The Hunter was no blockbuster at the box office ($37 million) when released in late July 1980, although it performed considerably better than Tom Horn, eventually becoming a solid earner when released on video and television. McQueen was battling mesothelioma and was in no condition to attend the film’s premiere or conduct any publicity.

The film is no Bullitt, although it contains an exhilarating car/combine chase through a corn field. It is more modest in scope, but most importantly, McQueen wanted to do the film.

He had rejected film after film after the unbelievable success of the disaster epic The Towering Inferno in 1974, and those rejects include such classics as The Driver, Apocalypse Now, Close Encounters of The Third Kind, and The Bodyguard.

As The Hunter, it is revealing to view the late actor in a role that acknowledges his actual age. The character of bounty hunter Ralph “Papa” Thorson does things his way, even though he realizes that he is becoming a relic of a bygone era.

It is also an ironic, simple twist of fate that McQueen’s final role was a bounty hunter. At the very beginning of his career, McQueen played Josh Randall, a deadly, often hot-headed bounty hunter who carried a sawed-off Mare’s Leg rifle on Wanted: Dead or Alive, the classic western series (1958–1961) that made him a star.

Without any further ado, here is my conversation with Barbara McQueen, as she discusses life on the set of McQueen’s final film, The Hunter.



The Barbara McQueen Interview

What are your memories of being on the set of The Hunter, Steve’s final film?

The Hunter was not as much fun; it was more of a “city” movie. I don't know where or why the thought came over me, but I had the distinct feeling that this was going to be Steve's last picture.

On the other hand, it was really fun learning about explosives and stunts. As for the cast, I did get to know LeVar Burton pretty well, and Eli Wallach was a good guy, too.

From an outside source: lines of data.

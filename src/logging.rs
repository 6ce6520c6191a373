use anyhow::{Context, Result};
use std::fs::OpenOptions;
use std::path::Path;
use std::sync::Mutex;
use tracing_subscriber::EnvFilter;

use crate::config::LOG_FILTER_ENV;

/// Send tracing output to `path`. The terminal belongs to the TUI, so nothing is logged to stdout.
pub(crate) fn init(path: &Path) -> Result<()> {
    let file = OpenOptions::new()
        .create(true)
        .append(true)
        .open(path)
        .with_context(|| format!("Failed to open log file: {}", path.display()))?;

    let filter = EnvFilter::try_from_env(LOG_FILTER_ENV)
        .unwrap_or_else(|_| EnvFilter::new("ledgerly=info"));

    tracing_subscriber::fmt()
        .with_env_filter(filter)
        .with_writer(Mutex::new(file))
        .with_ansi(false)
        .try_init()
        .map_err(|e| anyhow::anyhow!("Failed to install log subscriber: {e}"))?;
    Ok(())
}
use rust_decimal::Decimal;
use serde::{Deserialize, Serialize};

/// Largest magnitude accepted for an entry or a budget limit. Sums of any
/// realistic number of entries stay far below `Decimal::MAX`.
pub(crate) const MAX_AMOUNT: Decimal = Decimal::from_parts(0xD4A5_1000, 0xE8, 0, false, 0); // 1_000_000_000_000

#[derive(Debug, Clone, Copy, PartialEq, Eq, Serialize, Deserialize)]
#[serde(rename_all = "lowercase")]
pub(crate) enum TxnType {
    Income,
    Expense,
}

impl TxnType {
    pub(crate) fn as_str(&self) -> &'static str {
        match self {
            Self::Income => "income",
            Self::Expense => "expense",
        }
    }

    pub(crate) fn parse(s: &str) -> Option<Self> {
        match s.trim().to_lowercase().as_str() {
            "income" | "in" | "+" => Some(Self::Income),
            "expense" | "exp" | "out" | "-" => Some(Self::Expense),
            _ => None,
        }
    }

    /// Apply this type's sign to an unsigned magnitude.
    pub(crate) fn signed(&self, magnitude: Decimal) -> Decimal {
        match self {
            Self::Income => magnitude.abs(),
            Self::Expense => -magnitude.abs(),
        }
    }
}

impl std::fmt::Display for TxnType {
    fn fmt(&self, f: &mut std::fmt::Formatter<'_>) -> std::fmt::Result {
        write!(f, "{}", self.as_str())
    }
}

#[derive(Debug, Clone, PartialEq, Serialize, Deserialize)]
pub(crate) struct Transaction {
    pub id: i64,
    pub text: String,
    pub amount: Decimal,
    #[serde(rename = "type")]
    pub kind: TxnType,
    pub category: String,
    /// Format: "YYYY-MM-DD"
    pub date: String,
}

impl Transaction {
    pub fn is_income(&self) -> bool {
        self.amount > Decimal::ZERO
    }

    pub fn is_expense(&self) -> bool {
        self.amount < Decimal::ZERO
    }

    pub fn abs_amount(&self) -> Decimal {
        self.amount.abs()
    }

    pub fn parsed_date(&self) -> Option<chrono::NaiveDate> {
        chrono::NaiveDate::parse_from_str(&self.date, "%Y-%m-%d").ok()
    }
}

It was clear that LeVar was in awe of Steve and did nothing to hide his admiration. Privately, Steve deeply cared for LeVar and took on a fatherly role at times. Steve loved him in Roots and lobbied to get him the part in the movie.

Steve was determined to play the real life modern-day bounty hunter who apprehended more than 5,000 criminals and bail jumpers. To soften the bounty hunter’s rough edges, Steve incorporated several cool habits and attributes that mirrored his own personality.

For example, he collected antique toys, drove an old Chevy convertible (rather badly I might add), and was even involved with a beautiful brunette almost half his age – wonder where that idea came from?



Were you guys really in the Chicago ghetto?

Absolutely, and I’d never been exposed to the real slums before that experience. It was interesting. I knew Steve always had my back, so I didn’t have to worry about anything bad. They had us downtown in a nice little hotel, and this is where the goodness of Steve’s heart came out.

Steve realized the crew was staying in a stinky, old, horrible Holiday Inn. So, of course we had to move there and endure those conditions.

I completely understood where he was coming from, though. Steve always viewed the crew as part of his family. He worked when they worked, ate when they ate, and slept when they slept.



The production later traveled to the agricultural heartland…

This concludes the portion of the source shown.